Человек, игравший «Ваньку», рассказал, что это «представление» весьма старинное и еще во времена крепостного права служило развлечением крепостным, из-за него рисковавшим попасть под розги, а то и в солдаты.

То же подтвердил и старик Казаков, бывший крепостной актер, что он усиленно скрывал.

Рядом с домом Мосолова, на земле, принадлежавшей консистории, был простонародный трактир «Углич», Трактир извозчичий, хотя у него не было двора, где обыкновенно кормятся лошади, пока их владельцы пьют чай. Но в то время в Москве была «простота», которую вывел в половине девяностых годов обер-полицмейстер Власовский.

А до него Лубянская площадь заменяла собой и извозчичий двор: между домом Мосолова и фонтаном — биржа извозчичьих карет, между фонтаном и домом Шилова — биржа ломовых, а вдоль всего тротуара от Мясницкой до Большой Лубянки — сплошная вереница легковых извозчиков, толкущихся около лошадей. В те времена не требовалось, чтобы извозчики обязательно сидели на козлах. Лошади стоят с надетыми торбами, разнузданные, и кормятся.

На мостовой вдоль линии тротуара — объедки сена и потоки нечистот.

Лошади кормятся без призора, стаи голубей и воробьев мечутся под ногами, а извозчики в трактире чай пьют. Извозчик, выйдя из трактира, черпает прямо из бассейна грязным ведром воду и поит лошадь, а вокруг бассейна — вереница водовозов с бочками.

Подъезжают по восемь бочек сразу, становятся вокруг бассейна и ведерными черпаками на длинных ручках черпают из бассейна воду и наливают бочки, и вся площадь гудит ругательствами с раннего утра до поздней ночи…

Рядом с «Угличем», на углу Мясницкой — «Мясницкие» меблированные комнаты, занимаемые проезжими купцами и комиссионерами с образцами товаров. Дом, где они помещаются, выстроен Малюшиным на земле, арендуемой у консистории.

Консистория! Слово, теперь непонятное для большинства читателей.

Попал черт в невод и в испуге вскрикивал:

— Не в консистории ли я?!

Была такая поговорка, характеризовавшая это учреждение.

А представляло оно собой местное церковное управление из крупных духовных чинов — совет, и мелких чиновников, которыми верховодил секретарь — главная сила, которая влияла и на совет. Секретарь — это все. Чиновники получали грошовое жалованье и существовали исключительно взятками. Это делалось совершенно открыто. Сельские священники возили на квартиры чиновников взятки возами, в виде муки и живности, а московские платили наличными. Взятки давали дьяконы, дьячки, пономари и окончившие академию или семинарию студенты, которым давали места священников.

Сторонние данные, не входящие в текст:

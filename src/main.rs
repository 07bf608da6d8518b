// src/main.rs

use swan_exec::{cli, logging, run};

#[tokio::main]
async fn main() {
    match run_main().await {
        Ok(code) => std::process::exit(code),
        Err(err) => {
            eprintln!("swan-exec error: {err:?}");
            std::process::exit(1);
        }
    }
}

async fn run_main() -> anyhow::Result<i32> {
    let args = cli::parse();
    logging::init_logging(args.log_level)?;
    run(args).await
}
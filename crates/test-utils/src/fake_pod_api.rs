use std::collections::HashMap;
use std::sync::Mutex;

use async_trait::async_trait;

use swan_exec::errors::{ExecError, Result};
use swan_exec::executor::kubernetes::model::PodStatus;
use swan_exec::executor::kubernetes::{Pod, PodApi, PodPhase};

use crate::builders::PodStatusBuilder;

/// Name of the single container the executor puts in each pod.
pub const CONTAINER: &str = "swan";

/// How freshly created pods behave in a `FakePodApi`.
#[derive(Debug, Clone)]
pub enum PodScenario {
    /// Scheduled and running with this IP until `finish` or deletion.
    Run { ip: String },
    /// Already finished with `exit_code` when first polled.
    Exit { ip: String, exit_code: i32 },
    /// Never leaves `Pending`.
    StayPending,
}

#[derive(Default)]
struct Cluster {
    pods: HashMap<String, Pod>,
    created: Vec<Pod>,
    deleted: Vec<String>,
}

/// In-memory cluster implementing `PodApi`.
pub struct FakePodApi {
    scenario: PodScenario,
    fail_create: Option<String>,
    panic_on_get: bool,
    logs: String,
    cluster: Mutex<Cluster>,
}

impl FakePodApi {
    pub fn new(scenario: PodScenario) -> Self {
        Self {
            scenario,
            fail_create: None,
            panic_on_get: false,
            logs: String::new(),
            cluster: Mutex::new(Cluster::default()),
        }
    }

    /// Every `create_pod` call fails with `reason`.
    pub fn fail_create(mut self, reason: &str) -> Self {
        self.fail_create = Some(reason.to_string());
        self
    }

    /// `get_pod` panics, killing whichever task polls it.
    pub fn panic_on_get(mut self) -> Self {
        self.panic_on_get = true;
        self
    }

    /// Log text returned for every pod.
    pub fn with_logs(mut self, logs: &str) -> Self {
        self.logs = logs.to_string();
        self
    }

    /// Let a running pod finish with `exit_code`.
    pub fn finish(&self, name: &str, exit_code: i32) {
        let mut cluster = self.cluster.lock().unwrap();
        if let Some(pod) = cluster.pods.get_mut(name) {
            let ip = pod.pod_ip().unwrap_or_default().to_string();
            pod.status = Some(terminated_status(&ip, exit_code));
        }
    }

    /// Pods submitted so far, as the executor built them.
    pub fn created(&self) -> Vec<Pod> {
        self.cluster.lock().unwrap().created.clone()
    }

    pub fn deleted(&self) -> Vec<String> {
        self.cluster.lock().unwrap().deleted.clone()
    }

    pub fn exists(&self, name: &str) -> bool {
        self.cluster.lock().unwrap().pods.contains_key(name)
    }
}

fn terminated_status(ip: &str, exit_code: i32) -> PodStatus {
    let phase = if exit_code == 0 {
        PodPhase::Succeeded
    } else {
        PodPhase::Failed
    };
    PodStatusBuilder::new(phase)
        .ip(ip)
        .terminated(CONTAINER, exit_code)
        .build()
}

#[async_trait]
impl PodApi for FakePodApi {
    async fn create_pod(&self, _namespace: &str, pod: &Pod) -> Result<Pod> {
        if let Some(reason) = &self.fail_create {
            return Err(ExecError::ClusterApi(reason.clone()));
        }

        let mut stored = pod.clone();
        stored.status = Some(match &self.scenario {
            PodScenario::Run { ip } => PodStatusBuilder::new(PodPhase::Running).ip(ip).build(),
            PodScenario::Exit { ip, exit_code } => terminated_status(ip, *exit_code),
            PodScenario::StayPending => PodStatusBuilder::new(PodPhase::Pending)
                .reason("Unschedulable")
                .build(),
        });

        let mut cluster = self.cluster.lock().unwrap();
        cluster.created.push(pod.clone());
        cluster.pods.insert(pod.metadata.name.clone(), stored.clone());
        Ok(stored)
    }

    async fn get_pod(&self, _namespace: &str, name: &str) -> Result<Option<Pod>> {
        if self.panic_on_get {
            panic!("fake cluster: get_pod({name}) panicked");
        }
        Ok(self.cluster.lock().unwrap().pods.get(name).cloned())
    }

    async fn delete_pod(&self, _namespace: &str, name: &str) -> Result<()> {
        let mut cluster = self.cluster.lock().unwrap();
        cluster.pods.remove(name);
        cluster.deleted.push(name.to_string());
        Ok(())
    }

    async fn pod_logs(&self, _namespace: &str, _name: &str, _container: &str) -> Result<String> {
        Ok(self.logs.clone())
    }
}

Консистория владела большим куском земли по Мясницкой — от Фуркасовского переулка до Лубянской площади. Она помещалась в двухэтажном здании казарменного типа, и при ней был большой сад. Потом дом этот был сломан, выстроен новый, ныне существующий, № 5, но и в новом доме взятки брали по-старому. Сюда являлось на поклон духовенство, здесь судили провинившихся, здесь заканчивались бракоразводные дела, требовавшие огромных взяток и подкупных свидетелей, которые для уличения в неверности того или другого супруга, что было необходимо по старому закону при разводе, рассказывали суду, состоявшему из седых архиереев, все мельчайшие подробности физической измены, чему свидетелями будто бы они были. Суду было мало того доказательства, что изменившего супружеской верности застали в кровати; требовались еще такие подробности, которые никогда ни одно третье лицо не может видеть, но свидетели «видели» и с пафосом рассказывали, а судьи смаковали и «судили».